EXERCISE PROMPT →
Exactly how many lines in the data below contain the string "Some"? Give that number and nothing else.

INPUT DATA →

########

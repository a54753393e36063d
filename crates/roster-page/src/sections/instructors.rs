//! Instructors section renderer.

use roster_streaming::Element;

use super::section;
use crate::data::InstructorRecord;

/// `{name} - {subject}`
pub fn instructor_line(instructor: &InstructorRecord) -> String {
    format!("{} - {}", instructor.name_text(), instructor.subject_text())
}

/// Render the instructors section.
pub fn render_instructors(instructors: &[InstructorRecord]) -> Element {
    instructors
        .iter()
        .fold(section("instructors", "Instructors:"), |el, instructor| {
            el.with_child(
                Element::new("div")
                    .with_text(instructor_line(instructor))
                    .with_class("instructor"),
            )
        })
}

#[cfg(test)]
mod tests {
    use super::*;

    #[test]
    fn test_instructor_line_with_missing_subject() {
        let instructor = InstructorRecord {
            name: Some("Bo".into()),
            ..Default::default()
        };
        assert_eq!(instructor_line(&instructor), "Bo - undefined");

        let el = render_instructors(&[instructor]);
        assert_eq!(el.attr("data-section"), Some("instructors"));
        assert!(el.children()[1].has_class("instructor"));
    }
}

########

RESPONSE TO THIS EXERCISE →
2